- _DATA PROVIDED_

──────────────────────────────

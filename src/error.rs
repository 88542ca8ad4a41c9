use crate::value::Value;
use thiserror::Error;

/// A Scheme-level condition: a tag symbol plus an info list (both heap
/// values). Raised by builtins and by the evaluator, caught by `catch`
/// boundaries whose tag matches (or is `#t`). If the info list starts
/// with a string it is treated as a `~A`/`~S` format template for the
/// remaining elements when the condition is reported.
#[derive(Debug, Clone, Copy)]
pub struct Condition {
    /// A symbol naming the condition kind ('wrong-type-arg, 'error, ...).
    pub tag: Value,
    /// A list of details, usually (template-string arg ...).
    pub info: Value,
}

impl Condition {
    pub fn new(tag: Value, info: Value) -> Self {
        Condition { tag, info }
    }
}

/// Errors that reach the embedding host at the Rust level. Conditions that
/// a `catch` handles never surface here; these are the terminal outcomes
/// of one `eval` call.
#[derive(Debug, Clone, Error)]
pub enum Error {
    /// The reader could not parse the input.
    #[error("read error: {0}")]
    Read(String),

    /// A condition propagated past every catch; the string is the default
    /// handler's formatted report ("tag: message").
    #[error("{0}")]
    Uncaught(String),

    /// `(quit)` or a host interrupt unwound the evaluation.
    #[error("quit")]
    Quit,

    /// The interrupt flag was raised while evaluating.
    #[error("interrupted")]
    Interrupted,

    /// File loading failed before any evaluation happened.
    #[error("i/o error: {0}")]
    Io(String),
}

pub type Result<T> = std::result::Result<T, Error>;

──────────────────────────────

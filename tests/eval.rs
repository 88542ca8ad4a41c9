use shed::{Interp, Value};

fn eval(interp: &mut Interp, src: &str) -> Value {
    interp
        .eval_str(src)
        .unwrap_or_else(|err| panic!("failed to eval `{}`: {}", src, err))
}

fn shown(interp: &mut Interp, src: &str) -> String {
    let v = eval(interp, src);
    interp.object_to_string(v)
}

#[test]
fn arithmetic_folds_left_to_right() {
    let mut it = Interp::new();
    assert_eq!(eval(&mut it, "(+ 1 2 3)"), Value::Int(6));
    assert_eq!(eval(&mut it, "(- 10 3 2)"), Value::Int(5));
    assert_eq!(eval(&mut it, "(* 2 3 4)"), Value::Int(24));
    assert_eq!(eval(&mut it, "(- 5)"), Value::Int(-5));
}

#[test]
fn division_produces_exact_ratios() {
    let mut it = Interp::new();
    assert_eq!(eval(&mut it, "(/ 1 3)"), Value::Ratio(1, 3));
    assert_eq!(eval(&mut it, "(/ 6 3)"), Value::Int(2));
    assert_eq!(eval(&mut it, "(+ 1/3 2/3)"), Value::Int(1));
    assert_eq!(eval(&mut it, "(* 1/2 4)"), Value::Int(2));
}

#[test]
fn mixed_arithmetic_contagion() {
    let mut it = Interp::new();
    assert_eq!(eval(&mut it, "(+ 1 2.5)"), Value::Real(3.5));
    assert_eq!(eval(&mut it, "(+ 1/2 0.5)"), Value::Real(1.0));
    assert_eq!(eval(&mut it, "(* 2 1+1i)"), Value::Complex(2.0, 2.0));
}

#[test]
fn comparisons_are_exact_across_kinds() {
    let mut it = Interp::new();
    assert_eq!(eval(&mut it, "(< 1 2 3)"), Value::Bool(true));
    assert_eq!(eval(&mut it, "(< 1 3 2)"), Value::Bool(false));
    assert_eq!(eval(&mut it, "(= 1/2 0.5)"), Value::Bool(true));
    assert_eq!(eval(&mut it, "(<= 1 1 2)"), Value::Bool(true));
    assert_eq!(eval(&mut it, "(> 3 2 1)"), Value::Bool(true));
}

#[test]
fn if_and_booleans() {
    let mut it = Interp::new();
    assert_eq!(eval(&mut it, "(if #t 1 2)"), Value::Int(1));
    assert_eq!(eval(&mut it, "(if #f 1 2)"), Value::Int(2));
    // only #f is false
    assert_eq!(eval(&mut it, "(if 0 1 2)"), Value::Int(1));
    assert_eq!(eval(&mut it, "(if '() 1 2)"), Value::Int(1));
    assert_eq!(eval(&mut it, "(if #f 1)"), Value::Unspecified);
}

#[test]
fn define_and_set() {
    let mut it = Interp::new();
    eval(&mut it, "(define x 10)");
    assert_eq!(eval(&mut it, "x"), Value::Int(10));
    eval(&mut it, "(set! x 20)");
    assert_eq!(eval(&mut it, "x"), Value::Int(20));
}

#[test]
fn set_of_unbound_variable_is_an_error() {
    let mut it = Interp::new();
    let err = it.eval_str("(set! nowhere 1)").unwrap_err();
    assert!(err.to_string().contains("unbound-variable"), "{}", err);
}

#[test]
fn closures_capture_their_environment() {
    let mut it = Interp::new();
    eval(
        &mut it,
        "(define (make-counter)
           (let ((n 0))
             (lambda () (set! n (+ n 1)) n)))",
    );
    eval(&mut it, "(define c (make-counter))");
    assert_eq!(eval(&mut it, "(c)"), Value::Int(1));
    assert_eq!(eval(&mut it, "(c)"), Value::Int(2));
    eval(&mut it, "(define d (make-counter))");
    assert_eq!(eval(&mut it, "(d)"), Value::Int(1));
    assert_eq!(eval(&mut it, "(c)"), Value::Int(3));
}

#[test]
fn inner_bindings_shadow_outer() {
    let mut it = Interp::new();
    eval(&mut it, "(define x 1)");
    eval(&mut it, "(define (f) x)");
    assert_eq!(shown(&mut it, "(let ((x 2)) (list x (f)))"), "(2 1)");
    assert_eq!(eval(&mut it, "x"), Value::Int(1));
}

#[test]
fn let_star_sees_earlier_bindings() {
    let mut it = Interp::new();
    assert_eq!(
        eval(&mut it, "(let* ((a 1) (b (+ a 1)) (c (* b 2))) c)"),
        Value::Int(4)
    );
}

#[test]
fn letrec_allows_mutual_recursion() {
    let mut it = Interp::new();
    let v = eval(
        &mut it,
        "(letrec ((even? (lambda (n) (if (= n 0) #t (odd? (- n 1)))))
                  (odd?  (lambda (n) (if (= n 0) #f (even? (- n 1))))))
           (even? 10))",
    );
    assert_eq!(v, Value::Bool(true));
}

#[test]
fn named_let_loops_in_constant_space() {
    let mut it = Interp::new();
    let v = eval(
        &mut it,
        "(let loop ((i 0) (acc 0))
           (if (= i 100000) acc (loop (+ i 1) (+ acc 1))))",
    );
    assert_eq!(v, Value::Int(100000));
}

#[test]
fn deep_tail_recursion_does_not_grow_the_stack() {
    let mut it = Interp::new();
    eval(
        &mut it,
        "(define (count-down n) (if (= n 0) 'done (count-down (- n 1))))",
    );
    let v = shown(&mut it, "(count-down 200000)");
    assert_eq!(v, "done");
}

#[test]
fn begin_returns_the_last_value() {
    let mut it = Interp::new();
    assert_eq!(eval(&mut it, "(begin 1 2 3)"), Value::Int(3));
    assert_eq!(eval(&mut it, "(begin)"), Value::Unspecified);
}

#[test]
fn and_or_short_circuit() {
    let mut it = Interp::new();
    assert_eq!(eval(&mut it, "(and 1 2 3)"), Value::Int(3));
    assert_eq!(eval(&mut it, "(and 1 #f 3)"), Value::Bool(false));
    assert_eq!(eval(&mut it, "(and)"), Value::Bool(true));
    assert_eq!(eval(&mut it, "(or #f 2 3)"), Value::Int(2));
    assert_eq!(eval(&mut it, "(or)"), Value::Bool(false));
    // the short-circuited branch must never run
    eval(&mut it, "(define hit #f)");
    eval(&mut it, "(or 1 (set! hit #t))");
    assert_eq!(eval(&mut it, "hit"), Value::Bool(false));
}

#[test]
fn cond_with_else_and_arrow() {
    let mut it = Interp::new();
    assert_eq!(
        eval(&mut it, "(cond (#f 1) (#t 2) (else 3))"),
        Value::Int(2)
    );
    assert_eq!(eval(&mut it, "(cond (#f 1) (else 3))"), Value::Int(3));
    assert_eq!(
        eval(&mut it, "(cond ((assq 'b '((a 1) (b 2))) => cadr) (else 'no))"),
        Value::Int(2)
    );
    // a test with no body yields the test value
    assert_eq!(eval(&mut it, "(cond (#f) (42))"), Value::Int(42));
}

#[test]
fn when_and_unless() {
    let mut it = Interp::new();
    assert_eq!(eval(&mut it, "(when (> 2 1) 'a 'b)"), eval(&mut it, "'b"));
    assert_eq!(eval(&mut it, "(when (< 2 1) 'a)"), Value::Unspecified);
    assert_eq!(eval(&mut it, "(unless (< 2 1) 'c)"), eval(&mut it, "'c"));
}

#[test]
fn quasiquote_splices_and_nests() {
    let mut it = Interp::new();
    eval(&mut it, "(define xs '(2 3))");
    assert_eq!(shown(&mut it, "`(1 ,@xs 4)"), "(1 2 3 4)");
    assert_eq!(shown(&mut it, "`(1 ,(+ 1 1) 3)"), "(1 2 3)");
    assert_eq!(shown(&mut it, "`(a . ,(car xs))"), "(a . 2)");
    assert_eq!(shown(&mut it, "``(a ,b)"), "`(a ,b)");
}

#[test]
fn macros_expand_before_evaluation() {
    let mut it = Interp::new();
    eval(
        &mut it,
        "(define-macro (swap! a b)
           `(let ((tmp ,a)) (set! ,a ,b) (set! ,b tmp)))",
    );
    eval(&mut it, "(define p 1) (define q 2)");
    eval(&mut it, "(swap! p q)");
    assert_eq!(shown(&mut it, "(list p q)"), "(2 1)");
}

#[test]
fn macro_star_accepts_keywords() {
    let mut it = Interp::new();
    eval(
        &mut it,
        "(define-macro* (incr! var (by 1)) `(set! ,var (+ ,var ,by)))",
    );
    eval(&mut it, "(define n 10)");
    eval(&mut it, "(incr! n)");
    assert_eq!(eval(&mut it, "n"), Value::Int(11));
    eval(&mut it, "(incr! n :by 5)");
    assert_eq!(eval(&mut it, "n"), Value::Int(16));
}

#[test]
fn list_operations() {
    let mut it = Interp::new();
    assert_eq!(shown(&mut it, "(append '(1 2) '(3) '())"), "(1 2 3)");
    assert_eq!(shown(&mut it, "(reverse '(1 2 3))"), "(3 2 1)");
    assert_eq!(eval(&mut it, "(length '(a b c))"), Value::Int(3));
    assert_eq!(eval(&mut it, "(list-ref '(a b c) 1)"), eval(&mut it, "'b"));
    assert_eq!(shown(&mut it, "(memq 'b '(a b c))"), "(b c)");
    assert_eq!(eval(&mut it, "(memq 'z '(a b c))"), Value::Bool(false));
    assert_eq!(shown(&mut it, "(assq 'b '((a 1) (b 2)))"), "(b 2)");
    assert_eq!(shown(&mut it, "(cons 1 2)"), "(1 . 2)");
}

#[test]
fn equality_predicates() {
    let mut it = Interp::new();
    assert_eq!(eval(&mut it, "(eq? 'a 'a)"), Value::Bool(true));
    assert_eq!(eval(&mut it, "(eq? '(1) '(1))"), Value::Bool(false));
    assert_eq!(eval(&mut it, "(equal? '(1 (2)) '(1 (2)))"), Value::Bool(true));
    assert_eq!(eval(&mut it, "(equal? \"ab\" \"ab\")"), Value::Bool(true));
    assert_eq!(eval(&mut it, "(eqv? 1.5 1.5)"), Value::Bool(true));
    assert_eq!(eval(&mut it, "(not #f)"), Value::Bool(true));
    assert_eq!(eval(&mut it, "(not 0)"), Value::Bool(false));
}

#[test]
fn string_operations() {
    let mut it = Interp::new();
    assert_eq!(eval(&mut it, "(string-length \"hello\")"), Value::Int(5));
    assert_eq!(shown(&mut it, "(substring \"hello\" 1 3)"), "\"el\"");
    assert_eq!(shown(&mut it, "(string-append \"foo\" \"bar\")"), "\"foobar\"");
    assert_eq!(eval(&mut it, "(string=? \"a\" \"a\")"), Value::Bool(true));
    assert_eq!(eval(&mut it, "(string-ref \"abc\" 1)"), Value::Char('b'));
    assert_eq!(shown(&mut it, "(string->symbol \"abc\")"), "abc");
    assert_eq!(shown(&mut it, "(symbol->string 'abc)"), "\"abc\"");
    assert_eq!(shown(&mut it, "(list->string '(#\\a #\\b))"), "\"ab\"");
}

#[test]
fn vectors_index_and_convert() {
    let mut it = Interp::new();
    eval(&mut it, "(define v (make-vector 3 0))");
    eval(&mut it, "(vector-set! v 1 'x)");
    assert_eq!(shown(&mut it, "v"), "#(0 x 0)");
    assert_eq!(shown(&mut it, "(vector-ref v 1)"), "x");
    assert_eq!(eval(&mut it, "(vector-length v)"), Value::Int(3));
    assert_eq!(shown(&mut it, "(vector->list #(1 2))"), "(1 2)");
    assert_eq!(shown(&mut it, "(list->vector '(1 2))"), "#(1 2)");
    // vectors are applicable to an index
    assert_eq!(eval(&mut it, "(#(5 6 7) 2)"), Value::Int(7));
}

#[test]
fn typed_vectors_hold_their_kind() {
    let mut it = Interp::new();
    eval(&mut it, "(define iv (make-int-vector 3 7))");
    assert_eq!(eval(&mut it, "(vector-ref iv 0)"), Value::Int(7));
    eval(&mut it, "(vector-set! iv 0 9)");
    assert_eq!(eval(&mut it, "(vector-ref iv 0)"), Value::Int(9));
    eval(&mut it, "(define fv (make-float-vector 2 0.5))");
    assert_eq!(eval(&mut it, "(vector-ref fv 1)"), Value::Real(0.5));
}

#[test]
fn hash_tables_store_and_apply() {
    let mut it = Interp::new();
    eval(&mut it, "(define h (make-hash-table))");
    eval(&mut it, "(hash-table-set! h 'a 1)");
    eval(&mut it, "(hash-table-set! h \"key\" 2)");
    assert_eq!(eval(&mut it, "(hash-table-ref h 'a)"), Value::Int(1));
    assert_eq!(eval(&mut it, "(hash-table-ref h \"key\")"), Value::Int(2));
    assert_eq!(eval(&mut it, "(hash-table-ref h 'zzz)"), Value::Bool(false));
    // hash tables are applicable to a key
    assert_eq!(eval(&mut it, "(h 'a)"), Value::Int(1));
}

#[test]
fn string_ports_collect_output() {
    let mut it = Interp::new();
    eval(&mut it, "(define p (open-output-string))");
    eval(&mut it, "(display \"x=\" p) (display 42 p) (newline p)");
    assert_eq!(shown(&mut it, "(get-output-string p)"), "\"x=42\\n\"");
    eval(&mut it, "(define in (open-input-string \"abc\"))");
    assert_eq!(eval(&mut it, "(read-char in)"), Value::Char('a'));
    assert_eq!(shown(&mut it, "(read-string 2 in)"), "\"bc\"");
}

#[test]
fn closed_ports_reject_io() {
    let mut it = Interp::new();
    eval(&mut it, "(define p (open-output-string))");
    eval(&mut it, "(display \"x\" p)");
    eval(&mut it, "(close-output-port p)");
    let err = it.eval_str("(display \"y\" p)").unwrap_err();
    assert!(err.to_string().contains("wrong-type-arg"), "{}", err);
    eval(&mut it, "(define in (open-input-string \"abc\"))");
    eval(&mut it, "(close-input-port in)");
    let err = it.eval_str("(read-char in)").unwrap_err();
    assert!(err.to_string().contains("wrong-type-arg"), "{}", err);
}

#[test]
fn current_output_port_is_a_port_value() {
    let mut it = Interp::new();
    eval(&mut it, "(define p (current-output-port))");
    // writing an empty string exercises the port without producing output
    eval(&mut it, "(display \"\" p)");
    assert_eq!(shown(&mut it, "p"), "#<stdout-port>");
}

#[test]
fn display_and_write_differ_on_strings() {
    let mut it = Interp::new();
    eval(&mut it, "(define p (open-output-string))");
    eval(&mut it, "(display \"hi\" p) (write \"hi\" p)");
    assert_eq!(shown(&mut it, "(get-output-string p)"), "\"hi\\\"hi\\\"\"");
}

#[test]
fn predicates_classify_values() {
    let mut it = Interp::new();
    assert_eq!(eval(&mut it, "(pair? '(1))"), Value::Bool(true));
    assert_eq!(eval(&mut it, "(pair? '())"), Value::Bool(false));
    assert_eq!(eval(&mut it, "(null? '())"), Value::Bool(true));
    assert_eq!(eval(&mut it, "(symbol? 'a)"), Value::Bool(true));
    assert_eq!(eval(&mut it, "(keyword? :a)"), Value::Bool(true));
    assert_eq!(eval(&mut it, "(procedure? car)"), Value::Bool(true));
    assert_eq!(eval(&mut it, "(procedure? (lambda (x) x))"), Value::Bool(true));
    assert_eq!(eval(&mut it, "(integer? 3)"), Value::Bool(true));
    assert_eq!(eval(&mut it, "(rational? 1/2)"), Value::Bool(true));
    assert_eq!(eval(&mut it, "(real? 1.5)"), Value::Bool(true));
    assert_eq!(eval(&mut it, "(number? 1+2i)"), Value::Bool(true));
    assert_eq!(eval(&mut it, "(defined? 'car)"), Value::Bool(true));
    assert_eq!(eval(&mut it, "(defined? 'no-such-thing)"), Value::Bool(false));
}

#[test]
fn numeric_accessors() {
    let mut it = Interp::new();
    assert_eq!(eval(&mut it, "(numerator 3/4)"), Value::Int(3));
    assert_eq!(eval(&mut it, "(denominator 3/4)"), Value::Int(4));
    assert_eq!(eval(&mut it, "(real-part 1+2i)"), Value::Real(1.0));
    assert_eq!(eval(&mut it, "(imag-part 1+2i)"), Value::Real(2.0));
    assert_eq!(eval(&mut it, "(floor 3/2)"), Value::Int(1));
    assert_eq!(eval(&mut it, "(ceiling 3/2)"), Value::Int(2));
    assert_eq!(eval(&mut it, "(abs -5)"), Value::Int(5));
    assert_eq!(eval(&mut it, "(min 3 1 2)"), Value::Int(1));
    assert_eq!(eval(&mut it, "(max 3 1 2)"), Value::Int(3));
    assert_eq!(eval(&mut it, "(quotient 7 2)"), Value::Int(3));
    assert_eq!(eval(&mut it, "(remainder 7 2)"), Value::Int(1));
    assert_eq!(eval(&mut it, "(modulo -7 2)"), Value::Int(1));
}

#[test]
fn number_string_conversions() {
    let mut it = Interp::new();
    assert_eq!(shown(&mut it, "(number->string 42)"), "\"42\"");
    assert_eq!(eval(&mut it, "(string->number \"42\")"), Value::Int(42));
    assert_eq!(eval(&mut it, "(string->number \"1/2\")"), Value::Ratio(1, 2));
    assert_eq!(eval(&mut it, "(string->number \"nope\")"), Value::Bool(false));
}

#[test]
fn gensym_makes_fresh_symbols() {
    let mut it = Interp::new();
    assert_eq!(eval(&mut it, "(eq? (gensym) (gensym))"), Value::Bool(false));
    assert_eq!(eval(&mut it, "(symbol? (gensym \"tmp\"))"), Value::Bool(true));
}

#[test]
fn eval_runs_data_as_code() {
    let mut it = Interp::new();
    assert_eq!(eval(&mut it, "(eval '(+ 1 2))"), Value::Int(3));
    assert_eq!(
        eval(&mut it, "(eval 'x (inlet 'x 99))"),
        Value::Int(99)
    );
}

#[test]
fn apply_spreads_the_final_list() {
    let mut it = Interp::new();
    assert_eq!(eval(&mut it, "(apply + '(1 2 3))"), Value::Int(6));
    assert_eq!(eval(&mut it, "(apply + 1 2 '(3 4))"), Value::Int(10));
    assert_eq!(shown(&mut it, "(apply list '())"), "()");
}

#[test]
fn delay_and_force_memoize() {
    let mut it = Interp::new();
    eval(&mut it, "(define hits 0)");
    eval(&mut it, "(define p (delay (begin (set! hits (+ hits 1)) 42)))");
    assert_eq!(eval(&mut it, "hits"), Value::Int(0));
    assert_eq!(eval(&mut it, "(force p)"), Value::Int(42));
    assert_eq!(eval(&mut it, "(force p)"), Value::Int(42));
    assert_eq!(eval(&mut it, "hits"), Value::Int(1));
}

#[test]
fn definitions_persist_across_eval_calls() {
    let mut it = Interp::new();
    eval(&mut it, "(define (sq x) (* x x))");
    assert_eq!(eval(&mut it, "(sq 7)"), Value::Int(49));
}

──────────────────────────────

- _EXERCISE DESCRIPTION_
Please copy all lines of the listing in which the string "counter" occurs.

- _ANSWER BOX_
        "(define (make-counter)
    eval(&mut it, "(define c (make-counter))");
    eval(&mut it, "(define d (make-counter))");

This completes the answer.